*Problem details*. Go through the data and tally the lines that hold the string "Nope". Reply with the total alone.

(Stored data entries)
■ ■ ■ ■ ■
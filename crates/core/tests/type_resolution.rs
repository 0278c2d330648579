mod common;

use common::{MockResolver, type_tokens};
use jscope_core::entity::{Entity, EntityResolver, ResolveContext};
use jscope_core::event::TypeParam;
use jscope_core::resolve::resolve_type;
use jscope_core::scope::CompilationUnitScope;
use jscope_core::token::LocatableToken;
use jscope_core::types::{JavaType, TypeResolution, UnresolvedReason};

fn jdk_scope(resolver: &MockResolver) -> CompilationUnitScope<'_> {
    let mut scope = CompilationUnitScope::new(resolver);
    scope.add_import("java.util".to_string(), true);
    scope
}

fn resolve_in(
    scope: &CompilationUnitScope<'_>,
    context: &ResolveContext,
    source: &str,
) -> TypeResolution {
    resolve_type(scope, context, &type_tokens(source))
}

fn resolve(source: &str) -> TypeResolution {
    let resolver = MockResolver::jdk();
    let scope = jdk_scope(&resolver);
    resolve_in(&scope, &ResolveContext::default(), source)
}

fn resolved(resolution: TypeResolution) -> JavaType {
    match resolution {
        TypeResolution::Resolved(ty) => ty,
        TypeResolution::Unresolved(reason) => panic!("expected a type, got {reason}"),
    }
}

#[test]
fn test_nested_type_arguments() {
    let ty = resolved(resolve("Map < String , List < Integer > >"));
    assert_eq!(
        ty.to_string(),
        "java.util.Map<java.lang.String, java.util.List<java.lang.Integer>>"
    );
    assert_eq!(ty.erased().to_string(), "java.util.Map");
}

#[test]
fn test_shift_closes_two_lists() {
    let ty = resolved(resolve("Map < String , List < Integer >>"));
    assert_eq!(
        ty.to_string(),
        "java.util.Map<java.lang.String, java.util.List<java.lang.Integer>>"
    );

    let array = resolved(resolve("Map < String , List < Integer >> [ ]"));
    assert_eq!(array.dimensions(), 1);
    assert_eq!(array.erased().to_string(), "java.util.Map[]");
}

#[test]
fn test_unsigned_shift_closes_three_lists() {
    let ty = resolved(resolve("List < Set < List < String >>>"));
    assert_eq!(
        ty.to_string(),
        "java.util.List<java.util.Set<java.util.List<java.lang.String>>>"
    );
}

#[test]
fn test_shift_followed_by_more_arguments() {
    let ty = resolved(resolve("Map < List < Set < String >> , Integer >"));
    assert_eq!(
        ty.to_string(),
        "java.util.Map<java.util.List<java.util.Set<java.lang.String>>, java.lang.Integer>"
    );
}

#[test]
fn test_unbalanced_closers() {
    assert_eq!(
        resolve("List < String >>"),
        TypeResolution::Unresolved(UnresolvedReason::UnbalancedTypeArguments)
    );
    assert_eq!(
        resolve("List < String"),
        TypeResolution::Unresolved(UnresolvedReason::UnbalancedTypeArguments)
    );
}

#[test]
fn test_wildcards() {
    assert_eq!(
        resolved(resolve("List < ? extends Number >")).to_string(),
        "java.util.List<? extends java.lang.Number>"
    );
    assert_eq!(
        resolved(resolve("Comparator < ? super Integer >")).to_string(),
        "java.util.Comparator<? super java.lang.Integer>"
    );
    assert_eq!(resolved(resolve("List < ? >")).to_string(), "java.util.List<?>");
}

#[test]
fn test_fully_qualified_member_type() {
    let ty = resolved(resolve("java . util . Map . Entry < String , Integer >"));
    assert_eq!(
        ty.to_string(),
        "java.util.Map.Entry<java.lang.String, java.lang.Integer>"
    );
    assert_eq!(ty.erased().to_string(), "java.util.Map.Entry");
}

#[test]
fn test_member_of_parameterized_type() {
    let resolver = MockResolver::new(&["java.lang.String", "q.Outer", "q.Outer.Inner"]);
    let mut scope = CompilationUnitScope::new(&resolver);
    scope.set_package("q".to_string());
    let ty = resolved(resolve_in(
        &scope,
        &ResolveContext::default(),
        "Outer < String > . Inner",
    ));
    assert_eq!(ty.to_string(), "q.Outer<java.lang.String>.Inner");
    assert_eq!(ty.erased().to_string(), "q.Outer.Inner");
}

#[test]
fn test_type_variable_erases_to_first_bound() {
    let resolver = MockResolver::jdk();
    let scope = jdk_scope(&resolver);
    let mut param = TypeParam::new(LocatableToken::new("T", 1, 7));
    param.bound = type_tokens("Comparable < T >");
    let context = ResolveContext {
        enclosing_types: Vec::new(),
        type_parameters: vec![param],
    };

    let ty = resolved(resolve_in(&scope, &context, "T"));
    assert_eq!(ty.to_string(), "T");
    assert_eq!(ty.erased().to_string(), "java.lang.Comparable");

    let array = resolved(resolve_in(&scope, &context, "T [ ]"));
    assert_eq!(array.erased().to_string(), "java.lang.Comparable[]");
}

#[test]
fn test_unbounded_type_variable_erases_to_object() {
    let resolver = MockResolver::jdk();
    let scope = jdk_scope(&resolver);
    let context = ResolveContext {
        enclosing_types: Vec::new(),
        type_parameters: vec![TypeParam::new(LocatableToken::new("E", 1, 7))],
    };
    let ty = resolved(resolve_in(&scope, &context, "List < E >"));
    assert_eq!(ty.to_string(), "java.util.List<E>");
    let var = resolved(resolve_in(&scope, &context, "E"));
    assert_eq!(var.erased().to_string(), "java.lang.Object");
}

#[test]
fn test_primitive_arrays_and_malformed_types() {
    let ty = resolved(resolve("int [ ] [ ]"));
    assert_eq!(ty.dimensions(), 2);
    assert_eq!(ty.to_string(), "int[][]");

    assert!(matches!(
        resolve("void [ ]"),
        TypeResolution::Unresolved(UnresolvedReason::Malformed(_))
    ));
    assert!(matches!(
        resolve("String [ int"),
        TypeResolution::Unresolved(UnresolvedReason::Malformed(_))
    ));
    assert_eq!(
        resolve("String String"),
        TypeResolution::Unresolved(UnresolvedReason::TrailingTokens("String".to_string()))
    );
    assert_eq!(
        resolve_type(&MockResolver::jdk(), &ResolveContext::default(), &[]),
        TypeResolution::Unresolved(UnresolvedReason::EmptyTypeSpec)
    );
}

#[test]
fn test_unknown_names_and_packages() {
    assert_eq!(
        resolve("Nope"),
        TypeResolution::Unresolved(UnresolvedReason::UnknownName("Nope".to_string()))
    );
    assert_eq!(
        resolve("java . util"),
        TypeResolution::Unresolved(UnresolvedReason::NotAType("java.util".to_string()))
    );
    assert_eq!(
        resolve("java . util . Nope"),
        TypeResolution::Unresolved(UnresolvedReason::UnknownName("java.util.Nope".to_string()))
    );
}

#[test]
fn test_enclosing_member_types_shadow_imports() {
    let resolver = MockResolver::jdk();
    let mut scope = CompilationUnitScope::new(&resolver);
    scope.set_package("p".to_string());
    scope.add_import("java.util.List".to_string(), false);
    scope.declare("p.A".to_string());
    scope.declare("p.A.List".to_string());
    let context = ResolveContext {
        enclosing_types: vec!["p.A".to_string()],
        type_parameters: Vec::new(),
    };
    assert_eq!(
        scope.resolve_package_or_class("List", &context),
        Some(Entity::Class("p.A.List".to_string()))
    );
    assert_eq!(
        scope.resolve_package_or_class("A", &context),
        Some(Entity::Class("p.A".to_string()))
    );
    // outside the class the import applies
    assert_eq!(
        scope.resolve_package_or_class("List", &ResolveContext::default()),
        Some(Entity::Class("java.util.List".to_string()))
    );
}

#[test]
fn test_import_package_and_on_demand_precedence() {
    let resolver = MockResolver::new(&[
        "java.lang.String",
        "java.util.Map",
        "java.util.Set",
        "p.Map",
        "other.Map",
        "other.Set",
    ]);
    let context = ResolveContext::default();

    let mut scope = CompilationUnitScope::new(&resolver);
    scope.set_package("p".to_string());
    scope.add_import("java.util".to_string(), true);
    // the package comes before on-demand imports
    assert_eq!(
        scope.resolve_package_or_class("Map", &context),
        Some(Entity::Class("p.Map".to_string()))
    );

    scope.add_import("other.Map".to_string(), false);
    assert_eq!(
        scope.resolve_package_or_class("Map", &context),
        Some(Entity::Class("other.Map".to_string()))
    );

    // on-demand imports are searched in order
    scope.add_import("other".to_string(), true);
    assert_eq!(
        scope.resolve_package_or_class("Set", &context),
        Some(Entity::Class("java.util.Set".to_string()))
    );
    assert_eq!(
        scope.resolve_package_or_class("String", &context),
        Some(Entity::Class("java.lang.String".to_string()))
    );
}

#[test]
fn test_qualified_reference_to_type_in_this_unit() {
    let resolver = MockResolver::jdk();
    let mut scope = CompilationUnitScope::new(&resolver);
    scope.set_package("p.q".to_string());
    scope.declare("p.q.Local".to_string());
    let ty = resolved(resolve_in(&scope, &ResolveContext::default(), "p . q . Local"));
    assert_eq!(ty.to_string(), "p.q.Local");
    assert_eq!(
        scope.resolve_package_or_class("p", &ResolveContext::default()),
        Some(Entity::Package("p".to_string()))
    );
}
■ ■ ■ ■ ■
*Reply*. 4